WASHINGTON: The first face-to-face meeting between the leaders of the so-called Quad – Australia, India, Japan and the United States – spawned several initiatives designed to help moderate or break China’s grip on certain technologies, including semiconductors. 5G chips and networks. It also includes a new civilian space initiative and an increased focus on cybersecurity.
The Quadrilateral Security Dialogue’s semiconductor effort (the official name) is “a comprehensive joint initiative to map global capacity” and to identify and remediate supply chain vulnerabilities, a senior official said. from the US administration to reporters ahead of today’s meetings.
The 5G effort is similarly designed to help create “a diverse, resilient and secure telecommunications ecosystem,” and is obviously aimed squarely at pushing back the 5G efforts of Huawei and ZTE.
The United States has vigorously urged its allies and partners to resist efforts by Huawei and China to make theirs the underlying technology for many domestic 5G networks.
A key element of the strategy is the promotion of “development and adoption of an open RAN”. For those who may not know what RAN is, Nokia provides this explanation:
“The RAN is the last link between the network and the telephone. This is the visible piece and includes the antennas we see on towers, on top of buildings or in stadiums, as well as base stations. When we make a call or connect to a remote server, for example to watch a YouTube video, the antenna transmits and receives signals to and from our phones or other portable devices. The signal is then digitized in the RAN base station and connected to the network.
On the cybersecurity front, the senior administration official told reporters, “We have a strong cybersecurity effort underway with the State Department that is going to be beefed up at the leadership level.
“We will try to take measures to strengthen the resilience of critical infrastructure against cyber threats – something plaguing our four countries,” the official said. “And we are advancing a very high level group on specific capabilities and technologies.”
The space initiative will lead countries to share “information on illegal fishing, on issues related to maritime awareness,” the senior official said, adding that it will also involve monitoring climate change and “promoting[ing] a variety of problems associated with estuaries and fishing – fishing in general.

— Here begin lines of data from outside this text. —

//! Serializable shapes handed to templates and to the raw JSON export.

use std::collections::BTreeMap;

use rust_decimal::Decimal;
use serde::{Deserialize, Serialize};

use crate::core::util::cost_util::CostUtil;
use crate::domain::aggregate::model::AggregatedView;
use crate::domain::common::model::Provider;
use crate::errors::AggregateError;

#[derive(Debug, Clone, Copy, PartialEq, Eq, Serialize, Deserialize)]
#[serde(rename_all = "lowercase")]
pub enum CompletenessStatus {
    Complete,
    /// Fetch failed after some records were delivered; those are kept.
    Partial,
    Absent,
}

impl CompletenessStatus {
    pub fn as_str(&self) -> &'static str {
        match self {
            CompletenessStatus::Complete => "complete",
            CompletenessStatus::Partial => "partial",
            CompletenessStatus::Absent => "absent",
        }
    }
}

/// What one provider contributed to a run.
#[derive(Debug, Clone, PartialEq, Eq, Serialize, Deserialize)]
pub struct ProviderCompleteness {
    pub provider: Provider,
    pub status: CompletenessStatus,
    pub records: usize,
    /// Records dropped by normalization; these do not degrade the status.
    pub skipped: usize,
    pub reason: Option<String>,
}

impl ProviderCompleteness {
    pub fn complete(provider: Provider, records: usize, skipped: usize) -> Self {
        Self {
            provider,
            status: CompletenessStatus::Complete,
            records,
            skipped,
            reason: None,
        }
    }

    pub fn partial(provider: Provider, records: usize, skipped: usize, reason: impl Into<String>) -> Self {
        Self {
            provider,
            status: CompletenessStatus::Partial,
            records,
            skipped,
            reason: Some(reason.into()),
        }
    }

    pub fn absent(provider: Provider, reason: impl Into<String>) -> Self {
        Self {
            provider,
            status: CompletenessStatus::Absent,
            records: 0,
            skipped: 0,
            reason: Some(reason.into()),
        }
    }

    pub fn is_degraded(&self) -> bool {
        self.status != CompletenessStatus::Complete
    }

    pub fn warning(&self) -> Option<String> {
        let reason = self.reason.as_deref().unwrap_or("unknown error");
        match self.status {
            CompletenessStatus::Complete => None,
            CompletenessStatus::Partial => Some(format!(
                "{} data is partial ({} records before failure): {}",
                self.provider, self.records, reason
            )),
            CompletenessStatus::Absent => Some(format!("{} data is missing: {}", self.provider, reason)),
        }
    }
}

#[derive(Debug, Clone, PartialEq, Eq, Serialize, Deserialize)]
pub struct ViewRow {
    /// e.g. `AWS/S3/USD`
    pub label: String,
    /// Dimension values in `group_by` order.
    pub values: Vec<String>,
    pub currency: String,
    pub amount: Decimal,
    pub amount_display: String,
    pub record_count: u64,
    /// Percent of the currency total, one decimal.
    pub share: Decimal,
}

#[derive(Debug, Clone, PartialEq, Eq, Serialize, Deserialize)]
pub struct CurrencyTotalDto {
    pub currency: String,
    pub amount: Decimal,
    pub amount_display: String,
}

#[derive(Debug, Clone, PartialEq, Eq, Serialize, Deserialize)]
pub struct ProviderStatusDto {
    pub provider: String,
    pub status: CompletenessStatus,
    pub records: usize,
    pub skipped: usize,
    pub reason: Option<String>,
}

impl From<&ProviderCompleteness> for ProviderStatusDto {
    fn from(c: &ProviderCompleteness) -> Self {
        Self {
            provider: c.provider.as_code().to_string(),
            status: c.status,
            records: c.records,
            skipped: c.skipped,
            reason: c.reason.clone(),
        }
    }
}

/// Everything a template can reference.
#[derive(Debug, Clone, PartialEq, Eq, Serialize)]
pub struct ReportContextDto {
    pub group_by: Vec<String>,
    pub rows: Vec<ViewRow>,
    pub totals: Vec<CurrencyTotalDto>,
    pub providers: Vec<ProviderStatusDto>,
    pub warnings: Vec<String>,
    pub degraded: bool,
    pub record_count: u64,
}

impl ReportContextDto {
    pub fn build(view: &AggregatedView, completeness: &[ProviderCompleteness]) -> Result<Self, AggregateError> {
        let totals = view.totals_by_currency()?;
        let rows = view_rows(view, &totals);

        let mut sorted: Vec<&ProviderCompleteness> = completeness.iter().collect();
        sorted.sort_by_key(|c| c.provider);

        Ok(Self {
            group_by: view.group_by().iter().map(|d| d.name()).collect(),
            rows,
            totals: totals
                .into_iter()
                .map(|(currency, amount)| CurrencyTotalDto {
                    currency,
                    amount_display: CostUtil::display_amount(amount),
                    amount,
                })
                .collect(),
            providers: sorted.iter().map(|c| ProviderStatusDto::from(*c)).collect(),
            warnings: sorted.iter().filter_map(|c| c.warning()).collect(),
            degraded: sorted.iter().any(|c| c.is_degraded()),
            record_count: view.record_count(),
        })
    }
}

fn view_rows(view: &AggregatedView, totals: &BTreeMap<String, Decimal>) -> Vec<ViewRow> {
    view.iter()
        .map(|(key, bucket)| {
            let total = totals.get(&key.currency).copied().unwrap_or(Decimal::ZERO);
            ViewRow {
                label: key.label(),
                values: key.values.iter().map(|(_, v)| v.clone()).collect(),
                currency: key.currency.clone(),
                amount: bucket.amount,
                amount_display: CostUtil::display_amount(bucket.amount),
                record_count: bucket.record_count,
                share: CostUtil::share_percent(bucket.amount, total),
            }
        })
        .collect()
}

/// JSON export of an aggregated view, written next to (or instead of) the report.
#[derive(Debug, Clone, PartialEq, Eq, Serialize, Deserialize)]
pub struct RawViewExport {
    pub group_by: Vec<String>,
    pub rows: Vec<ViewRow>,
    pub providers: Vec<ProviderStatusDto>,
}

impl From<&ReportContextDto> for RawViewExport {
    fn from(ctx: &ReportContextDto) -> Self {
        Self {
            group_by: ctx.group_by.clone(),
            rows: ctx.rows.clone(),
            providers: ctx.providers.clone(),
        }
    }
}

#[cfg(test)]
mod tests {
    use super::*;
    use crate::domain::aggregate::model::Dimension;
    use crate::domain::aggregate::service::aggregate;
    use crate::domain::common::model::ResourceCostRecord;
    use chrono::{TimeZone, Utc};
    use rust_decimal_macros::dec;

    fn record(provider: Provider, amount: Decimal) -> ResourceCostRecord {
        let start = Utc.with_ymd_and_hms(2026, 9, 1, 0, 0, 0).unwrap();
        ResourceCostRecord {
            provider,
            account_id: "a".into(),
            service_name: "svc".into(),
            resource_id: None,
            amount,
            currency: "USD".into(),
            period_start: start,
            period_end: start,
            tags: Default::default(),
            is_credit: false,
        }
    }

    #[test]
    fn rows_carry_share_of_currency_total() {
        let view = aggregate(
            &[record(Provider::Aws, dec!(15)), record(Provider::Azure, dec!(5))],
            &[Dimension::Provider],
        )
        .unwrap();

        let ctx = ReportContextDto::build(&view, &[]).unwrap();

        assert_eq!(ctx.group_by, vec!["provider"]);
        assert_eq!(ctx.rows[0].label, "AWS/USD");
        assert_eq!(ctx.rows[0].share, dec!(75));
        assert_eq!(ctx.rows[1].amount_display, "5.00");
        assert_eq!(ctx.totals[0].amount, dec!(20));
        assert!(!ctx.degraded);
    }

    #[test]
    fn providers_sorted_and_warnings_name_degraded_ones() {
        let view = AggregatedView::new(vec![Dimension::Provider]);
        let completeness = vec![
            ProviderCompleteness::absent(Provider::Gcp, "rate limit exhausted"),
            ProviderCompleteness::complete(Provider::Aws, 10, 1),
            ProviderCompleteness::partial(Provider::Azure, 4, 0, "connection reset"),
        ];

        let ctx = ReportContextDto::build(&view, &completeness).unwrap();

        let order: Vec<&str> = ctx.providers.iter().map(|p| p.provider.as_str()).collect();
        assert_eq!(order, vec!["AWS", "Azure", "GCP"]);
        assert!(ctx.degraded);
        assert_eq!(ctx.warnings.len(), 2);
        assert!(ctx.warnings[0].starts_with("Azure data is partial"));
        assert!(ctx.warnings[1].contains("GCP data is missing: rate limit exhausted"));
    }
}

Each of the Quad leaders was scheduled to hold a bilateral meeting with and among President Biden, and they are all scheduled to meet this afternoon. The Quad has three working groups: one on vaccine development, one on critical technologies and one on climate change.
At the time of going to press, no details had been released about the meetings beyond the now standard claim that the Quad meeting, as Japanese Prime Minister Suga said during a brief appearance in the Quad. press pool, “demonstrates a strong solidarity between our four nations and an unwavering commitment to a free and open Indo-Pacific.”
One of the ironies of the Quad meeting is that while its very formal name indicates that security is central to its work, administration officials who briefed the press have continued to say that national security matters were not the focus of today’s meeting. However, each country had at least its version of the national security adviser at the meetings.
Meanwhile, on the eve of the Quad meetings, China has done its best to demonstrate that it does not necessarily share the goal of a free and open Indo-Pacific, launching waves of two dozen hunters and bombers inside Taiwan’s Air Defense Identification Zone (ADIZ).
The signal included 12 J-16 fighters, two J-11 jets, two H-6 bombers, two anti-submarine warfare planes and an electronic warfare aircraft entered the ADIZ, according to the Ministry of Defense. Defense of Taiwan.
These flights were followed by three other aircraft on the morning of the meetings.